There must be some optimal system of achievements that serves as verbal praise to encourage and reward the player. (I’m also fond of games that give bonuses for them, like DCUO’s feats that grant skill points.) It’s strange how rarely achievements are treated as a serious development subject, since they affect how players play games and feel about them. Like drugs and other things that affect your meat brain, psychological tricks can still be quite effective even if you know they’re there.

: Zubon

If you don’t care about achievements, you don’t need to comment to tell us that again. Really.

7 thoughts on “Achievement Spread”

  1. Holy hell!

    It never occurred to me that one could use Steam achievements to gauge user activity. That’s… pretty brilliant, actually. For example, 62.1% of Portal 2 owners have beaten the game. Only 25.7% of them beat co-op mode however.

    I wonder though, if it is counting people who bought the game and haven’t gotten around to installing it. I have Grotesque Tactics (from a Steam deal, of course) but it is pretty low on my list of priority games at the moment.

  2. I love your final comment. It is one of the mantras of the more hardcore MMO player “I don’t really pay any attention to titles”.

    For my sins, I love titles. I know that they shift the focus from playing for playing sake to playing for the title. But if they’re targetted well, and you gain achievements for meaningful actions rather than “Opening 100000 black chests” then I think they can be a positive driving force for keeping play interesting.

  3. “If you don’t care about achievements, you don’t need to comment to tell us that again. Really.”

    So if you read KTR you have to either care about achievements or keep your mouth shut? Come on now.

    For what it’s worth, I’m in the DCUO “camp” of offering a spread of achievements but only making more significant ones visible over Steam. It makes them seem a little more “valuable,” turns them into something to work toward beyond the next Pavlovian ding. It’s the sort of thing MMOs need to maintain real longevity.

    1. So if you read KTR you have to either care about achievements or keep your mouth shut? Come on now.

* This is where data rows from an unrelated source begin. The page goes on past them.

//! Request parameter parsing.
//!
//! [`Parameters`] carries the per-request encoding state (body and query
//! string encodings, parameter limit, sticky failure flag) together with the
//! resulting [`ParameterMap`]. Raw query strings and form bodies are fed in
//! as bytes and tokenized in place; malformed fields are skipped, never
//! fatal.
//!
//! # Example
//!
//! ```rust
//! use charset_filter::charset::CharsetHandle;
//! use charset_filter::codec::ByteWindow;
//! use charset_filter::params;
//!
//! let mut raw = b"q=caf%C3%A9&page=2&page=3".to_vec();
//! let (map, failed) = params::parse(ByteWindow::new(&mut raw), CharsetHandle::UTF_8, None);
//!
//! assert!(!failed);
//! assert_eq!(map.get("q"), Some("café"));
//! assert_eq!(map.get_all("page").unwrap(), ["2", "3"]);
//! ```

mod map;
mod tokenizer;

use tracing::{debug, warn};

use crate::charset::{self, CharsetHandle};
use crate::codec::ByteWindow;
use crate::core::{Error, Result};
use crate::path;

pub use map::ParameterMap;

use tokenizer::{decode_span, Scanned, Scanner};

/// Per-request parameter state.
#[derive(Debug, Default)]
pub struct Parameters {
    map: ParameterMap,
    /// Body encoding name, resolved lazily.
    encoding: Option<String>,
    /// Query string encoding name, resolved lazily.
    query_string_encoding: Option<String>,
    /// Maximum number of parameters (None = unlimited).
    limit: Option<usize>,
    parameter_count: usize,
    /// Set when any field failed; cleared only by `recycle`.
    parse_failed: bool,
}

impl Parameters {
    /// Empty parameters with no limit and UTF-8 defaults.
    pub fn new() -> Self {
        Self::default()
    }

    /// Builder-style limit setter.
    pub fn with_limit(mut self, limit: Option<usize>) -> Self {
        self.limit = limit;
        self
    }

    /// Set the maximum parameter count (`None` = unlimited).
    pub fn set_limit(&mut self, limit: Option<usize>) {
        self.limit = limit;
    }

    /// Maximum parameter count.
    #[inline]
    pub fn limit(&self) -> Option<usize> {
        self.limit
    }

    /// Set the body charset name; resolved when the body is parsed.
    pub fn set_encoding(&mut self, encoding: Option<&str>) {
        self.encoding = encoding.map(str::to_owned);
    }

    /// Body charset name as set.
    #[inline]
    pub fn encoding(&self) -> Option<&str> {
        self.encoding.as_deref()
    }

    /// Set the query string charset name.
    pub fn set_query_string_encoding(&mut self, encoding: Option<&str>) {
        self.query_string_encoding = encoding.map(str::to_owned);
    }

    /// Query string charset name as set.
    #[inline]
    pub fn query_string_encoding(&self) -> Option<&str> {
        self.query_string_encoding.as_deref()
    }

    /// Whether any field was skipped or the limit was hit.
    #[inline]
    pub fn parse_failed(&self) -> bool {
        self.parse_failed
    }

    /// Flag the parse as failed. The flag is sticky.
    #[inline]
    pub fn mark_parse_failed(&mut self) {
        self.parse_failed = true;
    }

    /// Number of parameters accepted or rejected so far.
    #[inline]
    pub fn parameter_count(&self) -> usize {
        self.parameter_count
    }

    /// Parameters collected so far.
    #[inline]
    pub fn map(&self) -> &ParameterMap {
        &self.map
    }

    /// Consume into the collected map.
    pub fn into_map(self) -> ParameterMap {
        self.map
    }

    /// Reset for reuse by another request.
    pub fn recycle(&mut self) {
        self.map.clear();
        self.encoding = None;
        self.query_string_encoding = None;
        self.parameter_count = 0;
        self.parse_failed = false;
    }

    /// Add one decoded pair, enforcing the limit.
    pub fn add_parameter(&mut self, name: String, value: String) -> Result<()> {
        self.parameter_count += 1;
        if let Some(limit) = self.limit {
            if self.parameter_count > limit {
                self.parse_failed = true;
                return Err(Error::ParameterLimitExceeded { limit });
            }
        }
        self.map.insert(name, value);
        Ok(())
    }

    /// Tokenize a raw (still percent-encoded) query string.
    pub fn handle_query_string(&mut self, query: &str) {
        if query.is_empty() {
            return;
        }
        let charset = charset::resolve(self.query_string_encoding.as_deref());
        let mut bytes = query.as_bytes().to_vec();
        self.process_parameters(&mut bytes, charset);
    }

    /// Tokenize an `application/x-www-form-urlencoded` body in place.
    pub fn process_body(&mut self, bytes: &mut [u8]) {
        let charset = charset::resolve(self.encoding.as_deref());
        self.process_parameters(bytes, charset);
    }

    /// Tokenize `bytes`, decoding every field with `charset`.
    ///
    /// Fields are decoded in place, so `bytes` is garbage afterwards.
    pub fn process_parameters(&mut self, bytes: &mut [u8], charset: CharsetHandle) {
        let mut scanner = Scanner::new(0, bytes.len());

        while let Some(scanned) = scanner.next_field(bytes) {
            let field = match scanned {
                Scanned::Empty => continue,
                Scanned::MissingName => {
                    debug!(error = %Error::MalformedField, "skipping parameter");
                    self.parse_failed = true;
                    continue;
                }
                Scanned::Field(field) => field,
            };

            let decoded = decode_span(bytes, field.name.clone(), field.decode_name, charset)
                .and_then(|name| {
                    let value = match field.value.clone() {
                        Some(span) => decode_span(bytes, span, field.decode_value, charset)?,
                        None => String::new(),
                    };
                    Ok((name, value))
                });

            let (name, value) = match decoded {
                Ok(pair) => pair,
                Err(e) => {
                    debug!(error = %e, "skipping parameter");
                    self.parse_failed = true;
                    continue;
                }
            };

            if let Err(e) = self.add_parameter(name, value) {
                warn!(error = %e, "parameter limit reached, ignoring the rest");
                break;
            }
        }
    }

    /// Import pairs the host already decoded as ISO-8859-1, re-decoding
    /// names and values with `target`.
    pub fn import_decoded(&mut self, pairs: &[(String, String)], target: CharsetHandle) {
        for (name, value) in pairs {
            let name = path::redecode(name, target).into_owned();
            let value = path::redecode(value, target).into_owned();
            if let Err(e) = self.add_parameter(name, value) {
                warn!(error = %e, "parameter limit reached, ignoring the rest");
                break;
            }
        }
    }
}

/// Tokenize one window into a fresh map.
///
/// Returns the map and whether any field failed or the limit was hit.
pub fn parse(
    mut window: ByteWindow<'_>,
    charset: CharsetHandle,
    limit: Option<usize>,
) -> (ParameterMap, bool) {
    let mut params = Parameters::new().with_limit(limit);
    let (start, end) = (window.start(), window.end());
    params.process_parameters(&mut window.buffer_mut()[start..end], charset);
    let failed = params.parse_failed();
    (params.into_map(), failed)
}

#[cfg(test)]
mod tests {
    use super::*;

    fn parse_str(input: &str, limit: Option<usize>) -> (ParameterMap, bool) {
        let mut bytes = input.as_bytes().to_vec();
        parse(ByteWindow::new(&mut bytes), CharsetHandle::UTF_8, limit)
    }

    #[test]
    fn test_simple_pair() {
        let (map, failed) = parse_str("name=value", None);
        assert!(!failed);
        assert_eq!(map.get("name"), Some("value"));
        assert_eq!(map.len(), 1);
    }

    #[test]
    fn test_repeated_name() {
        let (map, failed) = parse_str("a=1&a=2", None);
        assert!(!failed);
        assert_eq!(map.get("a"), Some("1"));
        assert_eq!(map.get_all("a").unwrap(), ["1", "2"]);
    }

    #[test]
    fn test_name_order_is_first_seen() {
        let (map, _) = parse_str("b=1&a=2&b=3&c", None);
        assert_eq!(map.names().collect::<Vec<_>>(), ["b", "a", "c"]);
        assert_eq!(map.get("c"), Some(""));
    }

    #[test]
    fn test_empty_fields_are_not_errors() {
        let (map, failed) = parse_str("&&", None);
        assert!(map.is_empty());
        assert!(!failed);

        let (map, failed) = parse_str("&a=1&&b=2&", None);
        assert_eq!(map.len(), 2);
        assert!(!failed);
    }

    #[test]
    fn test_empty_name_with_value_fails() {
        let (map, failed) = parse_str("=foo&", None);
        assert!(failed);
        assert!(map.is_empty());

        // Siblings are still parsed
        let (map, failed) = parse_str("a=1&=foo&b=2", None);
        assert!(failed);
        assert_eq!(map.get("a"), Some("1"));
        assert_eq!(map.get("b"), Some("2"));
    }

    #[test]
    fn test_limit_stops_scan() {
        let (map, failed) = parse_str("a=1&b=2&c=3", Some(2));
        assert!(failed);
        assert_eq!(map.len(), 2);
        assert!(!map.contains("c"));
    }

    #[test]
    fn test_limit_not_reached() {
        let (map, failed) = parse_str("a=1&b=2", Some(2));
        assert!(!failed);
        assert_eq!(map.len(), 2);
    }

    #[test]
    fn test_percent_and_plus_decoding() {
        let (map, failed) = parse_str("first+name=J%C3%BCrgen&q=a%26b%3Dc", None);
        assert!(!failed);
        assert_eq!(map.get("first name"), Some("Jürgen"));
        assert_eq!(map.get("q"), Some("a&b=c"));
    }

    #[test]
    fn test_bad_escape_skips_only_that_field() {
        let (map, failed) = parse_str("a=%zz&b=%4&c=ok", None);
        assert!(failed);
        assert!(!map.contains("a"));
        assert!(!map.contains("b"));
        assert_eq!(map.get("c"), Some("ok"));
    }

    #[test]
    fn test_undecodable_bytes_skip_field() {
        let (map, failed) = parse_str("a=%FF&b=2", None);
        assert!(failed);
        assert!(!map.contains("a"));
        assert_eq!(map.get("b"), Some("2"));
    }

    #[test]
    fn test_charset_is_applied() {
        let mut bytes = b"name=%E9t%E9".to_vec();
        let (map, failed) = parse(ByteWindow::new(&mut bytes), CharsetHandle::ISO_8859_1, None);
        assert!(!failed);
        assert_eq!(map.get("name"), Some("été"));
    }

    #[test]
    fn test_window_bounds_respected() {
        let mut bytes = b"xx&a=1&yy".to_vec();
        let (map, _) = parse(ByteWindow::with_range(&mut bytes, 3, 6), CharsetHandle::UTF_8, None);
        assert_eq!(map.names().collect::<Vec<_>>(), ["a"]);
    }

    #[test]
    fn test_round_trip_plain_pairs() {
        for (name, value) in [("x", "1"), ("long_name", "some-value.txt"), ("k", "")] {
            let (map, failed) = parse_str(&format!("{}={}", name, value), None);
            assert!(!failed);
            assert_eq!(map.get_all(name).unwrap(), [value]);
        }
    }

    #[test]
    fn test_query_then_body_share_limit() {
        let mut params = Parameters::new().with_limit(Some(3));
        params.set_query_string_encoding(Some("UTF-8"));
        params.set_encoding(Some("UTF-8"));
        params.handle_query_string("a=1&b=2");

        let mut body = b"c=3&d=4".to_vec();
        params.process_body(&mut body);

        assert!(params.parse_failed());
        assert_eq!(params.map().len(), 3);
        assert!(params.map().contains("c"));
    }

    #[test]
    fn test_recycle_clears_sticky_flag() {
        let mut params = Parameters::new();
        params.handle_query_string("=x");
        assert!(params.parse_failed());

        params.recycle();
        assert!(!params.parse_failed());
        assert!(params.map().is_empty());
        assert_eq!(params.parameter_count(), 0);
    }

    #[test]
    fn test_settings_accessors() {
        let mut params = Parameters::new();
        assert_eq!(params.limit(), None);
        assert_eq!(params.encoding(), None);

        params.set_limit(Some(2));
        params.set_encoding(Some("Shift_JIS"));
        params.set_query_string_encoding(Some("ISO-8859-1"));
        assert_eq!(params.limit(), Some(2));
        assert_eq!(params.encoding(), Some("Shift_JIS"));
        assert_eq!(params.query_string_encoding(), Some("ISO-8859-1"));

        params.handle_query_string("a=1&b=2&c=3");
        assert!(params.parse_failed());
        assert_eq!(params.into_map().len(), 2);
    }

    #[test]
    fn test_import_decoded_redecodes_latin1() {
        // "ü" as UTF-8 bytes read by the host as Latin-1
        let host = vec![("n\u{c3}\u{bc}".to_string(), "\u{c3}\u{bc}ber".to_string())];
        let mut params = Parameters::new();
        params.import_decoded(&host, CharsetHandle::UTF_8);
        assert_eq!(params.map().get("nü"), Some("über"));
    }
}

      Yes, if you don’t care about the post’s content, you keep your mouth shut rather than posting yet another self-aggrandizing comment of “I’m a unique and special snowflake, to whom this argument does not apply/matter.” If you don’t care about GW2 or WoW, you should also refrain from posting that every time someone posts about those games. I don’t go to gardening sites and comment everyday that they are weird to be obsessed about flowers.

      If you don’t know why I’m pre-emptively annoyed, I’ve been moderating the comment threads pretty well.

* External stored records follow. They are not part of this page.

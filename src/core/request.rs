//! Host request abstraction.

use http::header::{self, HeaderName, HeaderValue};
use http::{HeaderMap, Method, Uri};
use percent_encoding::percent_decode_str;

use crate::body::FormBody;

/// What the encoding layer needs from the hosting server's request.
///
/// Hosts that stack request wrappers (forwards, includes) expose the inner
/// request through [`wrapped`](Self::wrapped); query strings are collected
/// along that chain.
pub trait HostRequest {
    /// HTTP method.
    fn method(&self) -> &Method;

    /// Raw, still percent-encoded query string.
    fn query_string(&self) -> Option<&str>;

    /// Content-Type header value.
    fn content_type(&self) -> Option<&str>;

    /// Servlet path as decoded by the host.
    fn servlet_path(&self) -> Option<&str>;

    /// Extra path after the servlet path, as decoded by the host.
    fn path_info(&self) -> Option<&str> {
        None
    }

    /// Path info mapped to a filesystem path, as decoded by the host.
    fn path_translated(&self) -> Option<&str> {
        None
    }

    /// Body read by the integration layer.
    fn form_body(&self) -> &FormBody;

    /// Request this one wraps, if any.
    fn wrapped(&self) -> Option<&dyn HostRequest> {
        None
    }

    /// Parameters the host already decoded as ISO-8859-1.
    fn decoded_parameters(&self) -> Option<&[(String, String)]> {
        None
    }
}

/// Concrete host request built on `http` types.
///
/// Note: Clone is intentionally not derived; wrapped chains can be deep.
#[derive(Debug)]
pub struct Request {
    method: Method,
    uri: Uri,
    headers: HeaderMap,
    body: FormBody,
    servlet_path: Option<String>,
    path_info: Option<String>,
    path_translated: Option<String>,
    decoded_parameters: Option<Vec<(String, String)>>,
    wrapped: Option<Box<Request>>,
}

impl Request {
    /// Create a request. The servlet path is derived from the URI the way a
    /// naive host does it: percent-decoded, bytes read as ISO-8859-1.
    #[inline]
    pub fn new(method: Method, uri: Uri, headers: HeaderMap, body: FormBody) -> Self {
        let servlet_path = Some(latin1_decode_path(uri.path()));
        Self {
            method,
            uri,
            headers,
            body,
            servlet_path,
            path_info: None,
            path_translated: None,
            decoded_parameters: None,
            wrapped: None,
        }
    }

    /// Build from a borrowed `http` request, leaving its body in place.
    pub fn from_http<B>(req: &http::Request<B>) -> Self {
        Self::new(
            req.method().clone(),
            req.uri().clone(),
            req.headers().clone(),
            FormBody::Empty,
        )
    }

    /// Create a request builder.
    #[inline]
    pub fn builder(method: Method, uri: Uri) -> RequestBuilder {
        RequestBuilder::new(method, uri)
    }

    /// Get the full URI.
    #[inline]
    pub fn uri(&self) -> &Uri {
        &self.uri
    }

    /// Get the headers.
    #[inline]
    pub fn headers(&self) -> &HeaderMap {
        &self.headers
    }

    /// Get a header value by string name (case-insensitive).
    #[inline]
    pub fn header(&self, name: &str) -> Option<&str> {
        self.headers.get(name).and_then(|v| v.to_str().ok())
    }

    /// Replace the body once the integration layer has read it.
    #[inline]
    pub fn set_form_body(&mut self, body: FormBody) {
        self.body = body;
    }
}

impl HostRequest for Request {
    #[inline]
    fn method(&self) -> &Method {
        &self.method
    }

    #[inline]
    fn query_string(&self) -> Option<&str> {
        self.uri.query()
    }

    #[inline]
    fn content_type(&self) -> Option<&str> {
        self.headers
            .get(header::CONTENT_TYPE)
            .and_then(|v| v.to_str().ok())
    }

    #[inline]
    fn servlet_path(&self) -> Option<&str> {
        self.servlet_path.as_deref()
    }

    #[inline]
    fn path_info(&self) -> Option<&str> {
        self.path_info.as_deref()
    }

    #[inline]
    fn path_translated(&self) -> Option<&str> {
        self.path_translated.as_deref()
    }

    #[inline]
    fn form_body(&self) -> &FormBody {
        &self.body
    }

    fn wrapped(&self) -> Option<&dyn HostRequest> {
        self.wrapped.as_deref().map(|r| r as &dyn HostRequest)
    }

    fn decoded_parameters(&self) -> Option<&[(String, String)]> {
        self.decoded_parameters.as_deref()
    }
}

impl<B> From<http::Request<B>> for Request {
    /// Convert headers and URI; the body must be read separately and
    /// attached with [`Request::set_form_body`].
    fn from(req: http::Request<B>) -> Self {
        let (parts, _body) = req.into_parts();
        Self::new(parts.method, parts.uri, parts.headers, FormBody::Empty)
    }
}

/// Builder for [`Request`].
#[derive(Debug)]
pub struct RequestBuilder {
    request: Request,
}

impl RequestBuilder {
    fn new(method: Method, uri: Uri) -> Self {
        Self {
            request: Request::new(method, uri, HeaderMap::new(), FormBody::Empty),
        }
    }

    /// Add a header. Invalid names or values are ignored.
    pub fn header(mut self, name: impl AsRef<str>, value: impl AsRef<str>) -> Self {
        if let (Ok(name), Ok(value)) = (
            HeaderName::try_from(name.as_ref()),
            HeaderValue::try_from(value.as_ref()),
        ) {
            self.request.headers.insert(name, value);
        }
        self
    }

    pub fn body(mut self, body: FormBody) -> Self {
        self.request.body = body;
        self
    }

    /// Override the host-decoded servlet path.
    pub fn servlet_path(mut self, path: impl Into<String>) -> Self {
        self.request.servlet_path = Some(path.into());
        self
    }

    pub fn path_info(mut self, path: impl Into<String>) -> Self {
        self.request.path_info = Some(path.into());
        self
    }

    pub fn path_translated(mut self, path: impl Into<String>) -> Self {
        self.request.path_translated = Some(path.into());
        self
    }

    /// Parameters as the host decoded them (ISO-8859-1).
    pub fn decoded_parameters(mut self, params: Vec<(String, String)>) -> Self {
        self.request.decoded_parameters = Some(params);
        self
    }

    /// Wrap an inner request (e.g. the original request of a forward).
    pub fn wrapping(mut self, inner: Request) -> Self {
        self.request.wrapped = Some(Box::new(inner));
        self
    }

    pub fn build(self) -> Request {
        self.request
    }
}

/// Percent-decode a path reading every byte as one ISO-8859-1 character.
fn latin1_decode_path(path: &str) -> String {
    percent_decode_str(path).map(char::from).collect()
}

      1. You must be doing an amazing job moderating, then, as you say – I don’t think I’ve ever seen a comment of that nature on a KTR thread. It’s the sort of thing I expect to see on GameFAQs’ forums, not here.

  4. Achievements are insidious….I find myself on XBL getting annoyed when I notice my “cheevos” dropping behind my friends, but Steam became worse when I figured out it would tell me where my achievements ranked relative to the rest of the community. It’s one thing to frag twenty five pig cops in DNF and get an achievement for it (not a real achievement, so far as I know, just a hypothetical! Also, my apologies for loving DNF), but finding out that only 23% of people who play/own that game completed a given achievement, that’s a weird little behavioral reward all in itself. So yes, it’s kind of amazing that more developers don’t take achievements seriously, especially with regards to the longevity/player return it can afford their games.